Pada 26 Mei 2017 saya membaca status "sila" di beranda media sosial Amien Wangsitalaja. Dalam status Amien terpajang pengumuman "Sayembara Penulisan Cerita Anak se-Kalimantan Timur dan Kalimantan Utara 2017 yang diselenggarakan oleh Kantor Bahasa Provinsi Kalimantan Timur pada Mei-Agustus 2017".
Sebagai warga Kaltim yang resmi dalam KTP sejak 2009, saya pernah mencoba menanggapi "tantangan" lomba menulis di Kaltim. Itu pun baru satu kali, yaitu Lomba Menulis Esai se-Kaltim & Kaltara 2016 (tahun lalu).
Kali ini (2017) adalah sayembara menulis cerita anak-anak. Semula saya ragu, apakah saya berani mencobanya ataukah saya  abaikan saja.
Bagi saya, sayembara tersebut merupakan sebuah tantangan serius. Saya sama sekali belum pernah membuat sebuah cerita anak. Kalau saya pernah membuat cerpen semacam dunia anak-anak tetapi tidaklah saya sebutkan kisaran umur dan pendidikannya. Itu pun bermula dari kisah seorang kawan, yang kemudian saya olah lagi menjadi cerpen sesuai dengan versi saya.
Saya memang ragu untuk menanggapi "tantangan serius" itu. Sebab, selain yang telah saya sebutkan tadi, anggap saja sebagai alasan pertama, masih ada hal berikutnya yang memperkuat keraguan saya.

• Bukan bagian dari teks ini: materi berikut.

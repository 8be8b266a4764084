//! Discovery payload of the `sensor` component, generated by `discovery-gen`.

use crate::model::{fallback_id, Announce, Availability, Component, Device};
use crate::utils::is_default;
use std::borrow::Cow;

/// Discovery payload of a `sensor` entity.
#[derive(Clone, Debug, Default, PartialEq, Eq, serde::Deserialize, serde::Serialize)]
#[cfg_attr(feature = "schemars", derive(schemars::JsonSchema))]
#[serde(default)]
pub struct Sensor {
    /// A list of MQTT topics subscribed to receive availability (online/offline) updates. Must not
    /// be used together with `availability_topic`.
    #[serde(skip_serializing_if = "Vec::is_empty")]
    pub availability: Vec<Availability>,

    /// When `availability` is configured, this controls the conditions needed to set the entity to
    /// `available`. Valid entries are `all`, `any`, and `latest`. If set to `all`,
    /// `payload_available` must be received on all configured availability topics before the entity
    /// is marked as online. If set to `any`, `payload_available` must be received on at least one
    /// configured availability topic before the entity is marked as online. If set to `latest`, the
    /// last `payload_available` or `payload_not_available` received on any configured availability
    /// topic controls the availability.
    ///
    /// Default: `latest`
    #[serde(skip_serializing_if = "String::is_empty")]
    pub availability_mode: String,

    /// Defines a
    /// [template](/docs/configuration/templating/#using-templates-with-the-mqtt-integration) to
    /// extract device's availability from the `availability_topic`. To determine the devices's
    /// availability result of this template will be compared to `payload_available` and
    /// `payload_not_available`.
    #[serde(skip_serializing_if = "String::is_empty")]
    pub availability_template: String,

    /// The MQTT topic subscribed to receive availability (online/offline) updates.
    #[serde(skip_serializing_if = "String::is_empty")]
    pub availability_topic: String,

    /// Information about the device this sensor is a part of to tie it into the [device
    /// registry](https://developers.home-assistant.io/docs/device_registry_index/). Only works when
    /// [`unique_id`](#unique_id) is set. At least one of identifiers or connections must be present
    /// to identify the device.
    #[serde(skip_serializing_if = "Option::is_none")]
    pub device: Option<Device>,

    /// The [type/class](/integrations/sensor/#device-class) of the sensor to set the icon in the
    /// frontend. The `device_class` can be `null`.
    #[serde(skip_serializing_if = "String::is_empty")]
    pub device_class: String,

    /// Flag which defines if the entity should be enabled when first added.
    ///
    /// Default: `true`
    #[serde(skip_serializing_if = "is_default")]
    pub enabled_by_default: bool,

    /// The encoding of the payloads received. Set to `""` to disable decoding of incoming payload.
    ///
    /// Default: `utf-8`
    #[serde(skip_serializing_if = "String::is_empty")]
    pub encoding: String,

    /// The [category](https://developers.home-assistant.io/docs/core/entity#generic-properties) of
    /// the entity. When set, the entity category must be `diagnostic` for sensors.
    #[serde(skip_serializing_if = "String::is_empty")]
    pub entity_category: String,

    /// Picture URL for the entity.
    #[serde(skip_serializing_if = "String::is_empty")]
    pub entity_picture: String,

    /// If set, it defines the number of seconds after the sensor's state expires, if it's not
    /// updated. After expiry, the sensor's state becomes `unavailable`. Default the sensors state
    /// never expires.
    ///
    /// Default: `0`
    #[serde(skip_serializing_if = "is_default")]
    pub expire_after: i64,

    /// Sends update events even if the value hasn't changed. Useful if you want to have meaningful
    /// value graphs in history.
    ///
    /// Default: `false`
    #[serde(skip_serializing_if = "is_default")]
    pub force_update: bool,

    /// [Icon](/docs/configuration/customizing-devices/#icon) for the entity.
    #[serde(skip_serializing_if = "String::is_empty")]
    pub icon: String,

    /// Defines a
    /// [template](/docs/configuration/templating/#using-templates-with-the-mqtt-integration) to
    /// extract the JSON dictionary from messages received on the `json_attributes_topic`.
    #[serde(skip_serializing_if = "String::is_empty")]
    pub json_attributes_template: String,

    /// The MQTT topic subscribed to receive a JSON dictionary payload and then set as sensor
    /// attributes. Implies `force_update` of the current sensor state when a message is received on
    /// this topic.
    #[serde(skip_serializing_if = "String::is_empty")]
    pub json_attributes_topic: String,

    /// Defines a
    /// [template](/docs/configuration/templating/#using-templates-with-the-mqtt-integration) to
    /// extract the last_reset. When `last_reset_value_template` is set, the `state_class` option
    /// must be `total`. Available variables: `entity_id`. The `entity_id` can be used to reference
    /// the entity's attributes.
    #[serde(skip_serializing_if = "String::is_empty")]
    pub last_reset_value_template: String,

    /// The name of the MQTT sensor. Can be set to `null` if only the device name is relevant.
    ///
    /// Default: `MQTT Sensor`
    #[serde(skip_serializing_if = "String::is_empty")]
    pub name: String,

    /// Used instead of `name` for automatic generation of `entity_id`.
    #[serde(skip_serializing_if = "String::is_empty")]
    pub object_id: String,

    /// List of allowed sensor state value. An empty list is not allowed. The sensor's
    /// `device_class` must be set to `enum`. The `options` option cannot be used together with
    /// `state_class` or `unit_of_measurement`.
    #[serde(skip_serializing_if = "String::is_empty")]
    pub options: String,

    /// The payload that represents the available state.
    ///
    /// Default: `online`
    #[serde(skip_serializing_if = "String::is_empty")]
    pub payload_available: String,

    /// The payload that represents the unavailable state.
    ///
    /// Default: `offline`
    #[serde(skip_serializing_if = "String::is_empty")]
    pub payload_not_available: String,

    /// Must be `sensor`. Only allowed and required in [MQTT auto discovery device
    /// messages](/integrations/mqtt/#device-discovery-payload)
    pub platform: String,

    /// The maximum QoS level to be used when receiving and publishing messages.
    ///
    /// Default: `0`
    #[serde(skip_serializing_if = "is_default")]
    pub qos: i64,

    /// The
    /// [state_class](https://developers.home-assistant.io/docs/core/entity/sensor#available-state-classes)
    /// of the sensor.
    #[serde(skip_serializing_if = "String::is_empty")]
    pub state_class: String,

    /// The MQTT topic subscribed to receive sensor values. If `device_class`, `state_class`,
    /// `unit_of_measurement` or `suggested_display_precision` is set, and a numeric value is
    /// expected, an empty value `''` will be ignored and will not update the state, a `'null'`
    /// value will set the sensor to an `unknown` state. The `device_class` can be `null`.
    pub state_topic: String,

    /// The number of decimals which should be used in the sensor's state after rounding.
    #[serde(skip_serializing_if = "is_default")]
    pub suggested_display_precision: i64,

    /// An ID that uniquely identifies this sensor. If two sensors have the same unique ID, Home
    /// Assistant will raise an exception. Required when used with device-based discovery.
    #[serde(skip_serializing_if = "String::is_empty")]
    pub unique_id: String,

    /// Defines the units of measurement of the sensor, if any. The `unit_of_measurement` can be
    /// `null`.
    #[serde(skip_serializing_if = "String::is_empty")]
    pub unit_of_measurement: String,

    /// Defines a
    /// [template](/docs/configuration/templating/#using-templates-with-the-mqtt-integration) to
    /// extract the value. If the template throws an error, the current state will be used instead.
    #[serde(skip_serializing_if = "String::is_empty")]
    pub value_template: String,
}

impl Announce for Sensor {
    const COMPONENT: Component = Component::Sensor;

    fn object_id(&self) -> Cow<'_, str> {
        if !self.unique_id.is_empty() {
            Cow::Borrowed(self.unique_id.as_str())
        } else if !self.name.is_empty() {
            Cow::Borrowed(self.name.as_str())
        } else {
            Cow::Owned(fallback_id(self))
        }
    }
}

Kedua, batasan (kriteria) dalam sayembara atau lomba umumnya. Pada "Ketentuan Umum" dalam sayembara tersebut tertera "Bacaan ditujukan pada pembaca berusia 10-12 tahun" (poin ke-2), dan "Isi bacaan memiliki kekuatan dan pesan tentang sikap hidup dalam keluarga dan lingkungan sekitar" (poin ke-4).
Saya menghitung umur 10-12 tahun itu adalah anak-anak yang berpendidikan Kelas IV s.d. Kelas VI SD. Saya tidak tahu, pada umumnya anak-anak seusia itu menyukai cerita apa. Pada usia itu saya tidak suka membaca tulisan tetapi gambar (komik) dengan sedikit tulisan.

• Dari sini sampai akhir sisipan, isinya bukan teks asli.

//! Discovery payload of the `humidifier` component, generated by `discovery-gen`.

use crate::model::{fallback_id, Announce, Availability, Component, Device};
use crate::utils::is_default;
use std::borrow::Cow;

/// Discovery payload of a `humidifier` entity.
#[derive(Clone, Debug, Default, PartialEq, Eq, serde::Deserialize, serde::Serialize)]
#[cfg_attr(feature = "schemars", derive(schemars::JsonSchema))]
#[serde(default)]
pub struct Humidifier {
    /// A list of MQTT topics subscribed to receive availability (online/offline) updates. Must not
    /// be used together with `availability_topic`.
    #[serde(skip_serializing_if = "Vec::is_empty")]
    pub availability: Vec<Availability>,

    /// When `availability` is configured, this controls the conditions needed to set the entity to
    /// `available`. Valid entries are `all`, `any`, and `latest`. If set to `all`,
    /// `payload_available` must be received on all configured availability topics before the entity
    /// is marked as online. If set to `any`, `payload_available` must be received on at least one
    /// configured availability topic before the entity is marked as online. If set to `latest`, the
    /// last `payload_available` or `payload_not_available` received on any configured availability
    /// topic controls the availability.
    ///
    /// Default: `latest`
    #[serde(skip_serializing_if = "String::is_empty")]
    pub availability_mode: String,

    /// Defines a [template](/docs/configuration/templating/#processing-incoming-data) to extract
    /// device's availability from the `availability_topic`. To determine the devices's availability
    /// result of this template will be compared to `payload_available` and `payload_not_available`.
    #[serde(skip_serializing_if = "String::is_empty")]
    pub availability_template: String,

    /// The MQTT topic subscribed to receive availability (online/offline) updates. Must not be used
    /// together with `availability`.
    #[serde(skip_serializing_if = "String::is_empty")]
    pub availability_topic: String,

    /// Defines a [template](/docs/configuration/templating/#processing-incoming-data) to generate
    /// the payload to send to `command_topic`.
    #[serde(skip_serializing_if = "String::is_empty")]
    pub command_template: String,

    /// The MQTT topic to publish commands to change the humidifier state.
    pub command_topic: String,

    /// Information about the device this humidifier is a part of to tie it into the [device
    /// registry](https://developers.home-assistant.io/docs/en/device_registry_index.html). Only
    /// works through [MQTT discovery](/docs/mqtt/discovery/) and when [`unique_id`](#unique_id) is
    /// set. At least one of identifiers or connections must be present to identify the device.
    #[serde(skip_serializing_if = "Option::is_none")]
    pub device: Option<Device>,

    /// The device class of the MQTT device. Must be either `humidifier` or `dehumidifier`.
    ///
    /// Default: `humidifier`
    #[serde(skip_serializing_if = "String::is_empty")]
    pub device_class: String,

    /// Flag which defines if the entity should be enabled when first added.
    ///
    /// Default: `true`
    #[serde(skip_serializing_if = "is_default")]
    pub enabled_by_default: bool,

    /// The [category](https://developers.home-assistant.io/docs/core/entity#generic-properties) of
    /// the entity.
    ///
    /// Default: `None`
    #[serde(skip_serializing_if = "String::is_empty")]
    pub entity_category: String,

    /// [Icon](/docs/configuration/customizing-devices/#icon) for the entity.
    #[serde(skip_serializing_if = "String::is_empty")]
    pub icon: String,

    /// Defines a [template](/docs/configuration/templating/#processing-incoming-data) to extract
    /// the JSON dictionary from messages received on the `json_attributes_topic`. Usage example can
    /// be found in [MQTT sensor](/integrations/sensor.mqtt/#json-attributes-template-configuration)
    /// documentation.
    #[serde(skip_serializing_if = "String::is_empty")]
    pub json_attributes_template: String,

    /// The MQTT topic subscribed to receive a JSON dictionary payload and then set as sensor
    /// attributes. Usage example can be found in [MQTT
    /// sensor](/integrations/sensor.mqtt/#json-attributes-topic-configuration) documentation.
    #[serde(skip_serializing_if = "String::is_empty")]
    pub json_attributes_topic: String,

    /// The minimum target humidity percentage that can be set.
    ///
    /// Default: `100`
    #[serde(skip_serializing_if = "is_default")]
    pub max_humidity: i64,

    /// The maximum target humidity percentage that can be set.
    ///
    /// Default: `0`
    #[serde(skip_serializing_if = "is_default")]
    pub min_humidity: i64,

    /// Defines a [template](/docs/configuration/templating/#processing-incoming-data) to generate
    /// the payload to send to `mode_command_topic`.
    #[serde(skip_serializing_if = "String::is_empty")]
    pub mode_command_template: String,

    /// The MQTT topic to publish commands to change the `mode` on the humidifier. This attribute
    /// ust be configured together with the `modes` attribute.
    #[serde(skip_serializing_if = "String::is_empty")]
    pub mode_command_topic: String,

    /// Defines a [template](/docs/configuration/templating/#processing-incoming-data) to extract a
    /// value for the humidifier `mode` state.
    #[serde(skip_serializing_if = "String::is_empty")]
    pub mode_state_template: String,

    /// The MQTT topic subscribed to receive the humidifier `mode`.
    #[serde(skip_serializing_if = "String::is_empty")]
    pub mode_state_topic: String,

    /// List of available modes this humidifier is capable of running at. Common examples include
    /// `normal`, `eco`, `away`, `boost`, `comfort`, `home`, `sleep`, `auto` and `baby`. These
    /// examples offer built-in translations but other custom modes are allowed as well. This
    /// attribute ust be configured together with the `mode_command_topic` attribute.
    ///
    /// Default: `[]`
    #[serde(skip_serializing_if = "String::is_empty")]
    pub modes: String,

    /// The name of the humidifier.
    ///
    /// Default: `MQTT humidifier`
    #[serde(skip_serializing_if = "String::is_empty")]
    pub name: String,

    /// Used instead of `name` for automatic generation of `entity_id`.
    #[serde(skip_serializing_if = "String::is_empty")]
    pub object_id: String,

    /// Flag that defines if humidifier works in optimistic mod.
    ///
    /// Default: `'true' if no state topic defined, else 'false'.`
    #[serde(skip_serializing_if = "is_default")]
    pub optimistic: bool,

    /// The payload that represents the available state.
    ///
    /// Default: `online`
    #[serde(skip_serializing_if = "String::is_empty")]
    pub payload_available: String,

    /// The payload that represents the unavailable state.
    ///
    /// Default: `offline`
    #[serde(skip_serializing_if = "String::is_empty")]
    pub payload_not_available: String,

    /// The payload that represents the stop state.
    ///
    /// Default: `OFF`
    #[serde(skip_serializing_if = "String::is_empty")]
    pub payload_off: String,

    /// The payload that represents the running state.
    ///
    /// Default: `ON`
    #[serde(skip_serializing_if = "String::is_empty")]
    pub payload_on: String,

    /// A special payload that resets the `target_humidity` state attribute to `None` when received
    /// at the `target_humidity_state_topic`.
    ///
    /// Default: `None`
    #[serde(skip_serializing_if = "String::is_empty")]
    pub payload_reset_humidity: String,

    /// A special payload that resets the `mode` state attribute to `None` when received at the
    /// `mode_state_topic`.
    ///
    /// Default: `None`
    #[serde(skip_serializing_if = "String::is_empty")]
    pub payload_reset_mode: String,

    /// The maximum QoS level of the state topic.
    ///
    /// Default: `0`
    #[serde(skip_serializing_if = "is_default")]
    pub qos: i64,

    /// If the published message should have the retain flag on or not.
    ///
    /// Default: `true`
    #[serde(skip_serializing_if = "is_default")]
    pub retain: bool,

    /// The MQTT topic subscribed to receive state updates.
    #[serde(skip_serializing_if = "String::is_empty")]
    pub state_topic: String,

    /// Defines a [template](/docs/configuration/templating/#processing-incoming-data) to extract a
    /// value from the state.
    #[serde(skip_serializing_if = "String::is_empty")]
    pub state_value_template: String,

    /// Defines a [template](/docs/configuration/templating/#processing-incoming-data) to generate
    /// the payload to send to `target_humidity_command_topic`.
    #[serde(skip_serializing_if = "String::is_empty")]
    pub target_humidity_command_template: String,

    /// The MQTT topic to publish commands to change the humidifier target humidity state based on a
    /// percentage.
    pub target_humidity_command_topic: String,

    /// Defines a [template](/docs/configuration/templating/#processing-incoming-data) to extract a
    /// value for the humidifier `target_humidity` state.
    #[serde(skip_serializing_if = "String::is_empty")]
    pub target_humidity_state_template: String,

    /// The MQTT topic subscribed to receive humidifier target humidity.
    #[serde(skip_serializing_if = "String::is_empty")]
    pub target_humidity_state_topic: String,

    /// An ID that uniquely identifies this humidifier. If two humidifiers have the same unique ID,
    /// Home Assistant will raise an exception.
    #[serde(skip_serializing_if = "String::is_empty")]
    pub unique_id: String,
}

impl Announce for Humidifier {
    const COMPONENT: Component = Component::Humidifier;

    fn object_id(&self) -> Cow<'_, str> {
        if !self.unique_id.is_empty() {
            Cow::Borrowed(self.unique_id.as_str())
        } else if !self.name.is_empty() {
            Cow::Borrowed(self.name.as_str())
        } else {
            Cow::Owned(fallback_id(self))
        }
    }
}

Ketiga, batasan secara khusus. Pada "Ketentuan Khusus" tertera "Tema : lanskap kehidupan anak-anak Kalimantan Timur dan Kalimantan Utara (pedesaan atau perkotaan)" (poin ke-1).

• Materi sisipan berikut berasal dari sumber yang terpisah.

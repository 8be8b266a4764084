use crate::generator::{
    document::Document,
    naming::{field_ident, pascal_case},
    types::{infer_type, FieldType},
    Error,
};
use crate::model::Component;
use serde_yaml::Value;
use std::collections::HashMap;

/// A generated field.
#[derive(Clone, Debug, PartialEq)]
pub struct Field {
    /// The option key, used as wire name.
    pub key: String,
    pub ident: String,
    pub ty: FieldType,
    /// Required fields are serialized even when empty.
    pub required: bool,
    pub description: String,
    pub default: Option<Value>,
}

/// The record type generated from one document.
#[derive(Clone, Debug, PartialEq)]
pub struct EntitySchema {
    /// The document name, like `binary_sensor`.
    pub stem: String,
    /// The type name, like `BinarySensor`.
    pub name: String,
    /// The catalog component of the stem, `None` for other components.
    pub component: Option<Component>,
    /// Fields, sorted by key.
    pub fields: Vec<Field>,
}

impl EntitySchema {
    pub fn from_document(document: &Document, strict: bool) -> Result<Self, Error> {
        let component = Component::known(&document.stem);
        if component.is_none() {
            log::info!("{}: not a catalog component", document.stem);
        }

        let mut idents = HashMap::<String, &str>::new();
        let mut fields = Vec::with_capacity(document.options.len());

        for (key, option) in &document.options {
            let ident = field_ident(key);
            if let Some(first) = idents.insert(ident.clone(), key) {
                return Err(Error::Collision {
                    ident,
                    first: first.to_string(),
                    second: key.clone(),
                });
            }

            fields.push(Field {
                key: key.clone(),
                ident,
                ty: infer_type(key, &option.kind, strict)?,
                required: option.required,
                description: option.description.trim().to_string(),
                default: option.default.clone().filter(|value| !value.is_null()),
            });
        }

        Ok(Self {
            name: pascal_case(&document.stem),
            stem: document.stem.clone(),
            component,
            fields,
        })
    }

    pub fn field(&self, key: &str) -> Option<&Field> {
        self.fields.iter().find(|field| field.key == key)
    }

    /// A string field usable as object id.
    pub(crate) fn id_field(&self, key: &str) -> Option<&Field> {
        self.field(key).filter(|field| field.ty == FieldType::String)
    }

    /// The lowercased type name, plus `.rs`.
    pub fn file_name(&self) -> String {
        format!("{}.rs", self.name.to_lowercase())
    }
}

#[cfg(test)]
mod test {
    use super::*;
    use crate::generator::document::OptionDescriptor;
    use std::collections::BTreeMap;

    fn option(kind: &str, required: bool) -> OptionDescriptor {
        OptionDescriptor {
            kind: Value::String(kind.into()),
            required,
            ..Default::default()
        }
    }

    fn document(stem: &str, options: &[(&str, OptionDescriptor)]) -> Document {
        Document {
            stem: stem.into(),
            options: options
                .iter()
                .map(|(key, option)| (key.to_string(), option.clone()))
                .collect::<BTreeMap<_, _>>(),
        }
    }

    #[test]
    fn test_from_document() {
        let schema = EntitySchema::from_document(
            &document(
                "binary_sensor",
                &[
                    ("state_topic", option("string", true)),
                    ("qos", option("integer", false)),
                    ("device", option("map", false)),
                ],
            ),
            false,
        )
        .unwrap();

        assert_eq!(schema.name, "BinarySensor");
        assert_eq!(schema.component, Some(Component::BinarySensor));
        assert_eq!(schema.file_name(), "binarysensor.rs");
        assert_eq!(
            schema
                .fields
                .iter()
                .map(|f| (f.ident.as_str(), f.ty, f.required))
                .collect::<Vec<_>>(),
            vec![
                ("device", FieldType::Device, false),
                ("qos", FieldType::Integer, false),
                ("state_topic", FieldType::String, true),
            ]
        );
    }

    #[test]
    fn test_other_component() {
        let schema = EntitySchema::from_document(
            &document("button", &[("command_topic", option("string", true))]),
            false,
        )
        .unwrap();

        assert_eq!(schema.name, "Button");
        assert_eq!(schema.component, None);
        assert_eq!(schema.file_name(), "button.rs");
    }

    #[test]
    fn test_collision() {
        let err = EntitySchema::from_document(
            &document(
                "sensor",
                &[
                    ("state-topic", option("string", false)),
                    ("state_topic", option("string", true)),
                ],
            ),
            false,
        )
        .unwrap_err();

        assert!(matches!(
            err,
            Error::Collision { ident, first, second }
                if ident == "state_topic" && first == "state-topic" && second == "state_topic"
        ));
    }

    #[test]
    fn test_id_field() {
        let schema = EntitySchema::from_document(
            &document(
                "sensor",
                &[
                    ("unique_id", option("string", false)),
                    ("name", option("integer", false)),
                ],
            ),
            false,
        )
        .unwrap();

        assert!(schema.id_field("unique_id").is_some());
        assert!(schema.id_field("name").is_none());
    }
}
//! Generate a catalog type from a Home Assistant MQTT integration document.
//!
//! ```shell
//! discovery-gen https://raw.githubusercontent.com/home-assistant/home-assistant.io/current/source/_integrations/sensor.mqtt.markdown --output-dir src/catalog
//! ```

use clap::Parser;
use homeassistant_discovery::generator::{generate, GeneratorOptions};
use std::io::Write;
use std::path::Path;

fn main() -> anyhow::Result<()> {
    env_logger::init();

    let options = GeneratorOptions::parse();

    let generated = generate(&options)?;

    if options.stdout {
        std::io::stdout().write_all(generated.source.as_bytes())?;
    } else {
        let dir = options.output_dir.as_deref().unwrap_or(Path::new("."));
        let path = generated.write_to(dir)?;
        println!("Wrote: {}", path.display());
    }

    Ok(())
}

Saya tidak terlalu sering bergaul dengan anak-anak di Kalimantan Timur, tepatnya Balikpapan. Latar masa kecil saya jauh dari Kalimantan, yaitu Bangka atau tepatnya Kampung Sri Pemandang Atas. Sementara lingkungan saya di Balikpapan sangat berbeda dengan Sungailiat. Ditambah, perbedaan budaya dan zaman yang kontras.
Keempat, batasan secara khusus berikutnya. Pada poin ke-3 tertera "Jumlah halaman isi 30-40 lembar halaman (tidak termasuk halaman perancis)", dan poin ke-5 tertera "Spasi 1,5". Sementara mengenai ukuran huruf dan kertas, saya anggap, standart saja.
30-40 lembar dengan spasi 1,5, bagi saya, bukanlah sedikit seperti cerpen "Anak Ayam". Dengan latar tempat, waktu, budaya, dan usia saja sudah cukup membuat saya ragu untuk menanggapi "tantangan serius" ini, malah dikhususkan lagi "30-40 lembar dengan spasi 1,5".